[Source data]
// SPDX-License-Identifier: AGPL-3.0-or-later

//! Resolver bindings of generated root fields.
//!
//! The schema does not implement any operation itself. Every generated query and mutation is
//! bound to an [`Operation`] and handed to the [`OperationHandler`] which was supplied when the
//! schema got built, together with the entity it targets and its raw arguments.
use std::fmt::{self, Display};
use std::sync::Arc;

use async_graphql::indexmap::IndexMap;
use async_graphql::{Name, Value};
use async_trait::async_trait;

use crate::errors::OperationError;

/// Operations a root field can be bound to.
#[derive(Debug, Clone, Copy, PartialEq, Eq, Hash)]
pub enum Operation {
    /// Paginated list of documents, or the document of a global.
    Find,
    /// Single document by id.
    FindById,
    /// Create a document.
    Create,
    /// Update a document, or the document of a global.
    Update,
    /// Delete a document.
    Delete,
    /// Permissions of the current user on a single document.
    DocAccess,
    /// Permissions of the current user on all collections and globals.
    Access,
    /// Log in with email and password.
    Login,
    /// End the current session.
    Logout,
    /// Issue a fresh session token.
    Refresh,
    /// Send a password reset email.
    ForgotPassword,
    /// Set a new password using a reset token.
    ResetPassword,
    /// Confirm an email address using a verification token.
    VerifyEmail,
    /// Unlock an account locked after too many failed logins.
    Unlock,
    /// Currently logged in user.
    Me,
    /// Check if a first user was registered.
    Init,
    /// Single version by id.
    FindVersionById,
    /// Paginated list of versions.
    FindVersions,
    /// Restore a document from one of its versions.
    RestoreVersion,
}

impl Operation {
    /// Identifier of this operation, used in logs and errors.
    pub fn as_str(&self) -> &'static str {
        match self {
            Operation::Find => "find",
            Operation::FindById => "findByID",
            Operation::Create => "create",
            Operation::Update => "update",
            Operation::Delete => "delete",
            Operation::DocAccess => "docAccess",
            Operation::Access => "access",
            Operation::Login => "login",
            Operation::Logout => "logout",
            Operation::Refresh => "refresh",
            Operation::ForgotPassword => "forgotPassword",
            Operation::ResetPassword => "resetPassword",
            Operation::VerifyEmail => "verifyEmail",
            Operation::Unlock => "unlock",
            Operation::Me => "me",
            Operation::Init => "init",
            Operation::FindVersionById => "findVersionByID",
            Operation::FindVersions => "findVersions",
            Operation::RestoreVersion => "restoreVersion",
        }
    }
}

impl Display for Operation {
    fn fmt(&self, f: &mut fmt::Formatter<'_>) -> fmt::Result {
        write!(f, "{}", self.as_str())
    }
}

/// Kind of entity an operation targets.
#[derive(Debug, Clone, Copy, PartialEq, Eq, Hash)]
pub enum EntityKind {
    /// Collection of documents.
    Collection,
    /// Single global document.
    Global,
}

/// Collection or global an operation targets.
#[derive(Debug, Clone, PartialEq, Eq, Hash)]
pub struct EntityRef {
    /// Slug of the collection or global.
    pub slug: String,

    /// Collection or global.
    pub kind: EntityKind,
}

impl EntityRef {
    /// Reference to a collection.
    pub fn collection(slug: &str) -> Self {
        Self {
            slug: slug.to_string(),
            kind: EntityKind::Collection,
        }
    }

    /// Reference to a global.
    pub fn global(slug: &str) -> Self {
        Self {
            slug: slug.to_string(),
            kind: EntityKind::Global,
        }
    }
}

/// Credentials sent along with a request, forwarded untouched to the handler.
#[derive(Debug, Clone, PartialEq, Eq)]
pub struct RequestAuth {
    /// Value of the `Authorization` header.
    pub authorization: String,
}

impl RequestAuth {
    /// Returns credentials from an `Authorization` header value.
    pub fn new(authorization: &str) -> Self {
        Self {
            authorization: authorization.to_string(),
        }
    }

    /// Returns the token of a bearer or JWT authorization scheme.
    pub fn token(&self) -> Option<&str> {
        let mut parts = self.authorization.splitn(2, ' ');
        match (parts.next(), parts.next()) {
            (Some(scheme), Some(token))
                if scheme.eq_ignore_ascii_case("bearer") || scheme.eq_ignore_ascii_case("jwt") =>
            {
                Some(token.trim())
            }
            _ => None,
        }
    }
}

/// Invocation of a generated root field.
#[derive(Debug, Clone, PartialEq)]
pub struct OperationRequest {
    /// Bound operation.
    pub operation: Operation,

    /// Targeted collection or global, `None` for operations spanning all entities.
    pub entity: Option<EntityRef>,

    /// Arguments of the field as sent by the client, enum values converted to strings.
    pub arguments: IndexMap<Name, Value>,

    /// Credentials of the request, if any.
    pub auth: Option<RequestAuth>,
}

impl OperationRequest {
    /// Returns an argument by name, treating `null` like a missing argument.
    pub fn argument(&self, name: &str) -> Option<&Value> {
        self.arguments
            .get(name)
            .filter(|value| !matches!(value, Value::Null))
    }
}

/// Implements the operations bound to generated root fields.
///
/// Returned values are shaped like the GraphQL type of the field: documents as objects keyed by
/// field name, lists as lists and scalars as scalars. Select values are returned as stored.
#[async_trait]
pub trait OperationHandler: Send + Sync {
    /// Executes a single operation.
    async fn handle(&self, request: OperationRequest) -> Result<Value, OperationError>;
}

/// Operation handler shared by all resolvers of a schema.
pub type SharedOperationHandler = Arc<dyn OperationHandler>;

#[cfg(test)]
mod tests {
    use async_graphql::indexmap::IndexMap;
    use async_graphql::{Name, Value};
    use rstest::rstest;

    use super::{EntityRef, Operation, OperationRequest, RequestAuth};

    #[rstest]
    #[case("Bearer abc", Some("abc"))]
    #[case("JWT abc", Some("abc"))]
    #[case("bearer  abc ", Some("abc"))]
    #[case("Basic abc", None)]
    #[case("abc", None)]
    fn auth_token(#[case] header: &str, #[case] expected: Option<&str>) {
        assert_eq!(RequestAuth::new(header).token(), expected);
    }

    #[test]
    fn null_arguments_are_missing() {
        let mut arguments = IndexMap::new();
        arguments.insert(Name::new("id"), Value::Null);
        arguments.insert(Name::new("draft"), Value::Boolean(true));

        let request = OperationRequest {
            operation: Operation::FindById,
            entity: Some(EntityRef::collection("posts")),
            arguments,
            auth: None,
        };

        assert!(request.argument("id").is_none());
        assert_eq!(request.argument("draft"), Some(&Value::Boolean(true)));
    }
}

■ **What you need to do**
Look through the entries above. Extract each line with the word "Result".

■ **Solution to the problem**
    fn fmt(&self, f: &mut fmt::Formatter<'_>) -> fmt::Result {
    async fn handle(&self, request: OperationRequest) -> Result<Value, OperationError>;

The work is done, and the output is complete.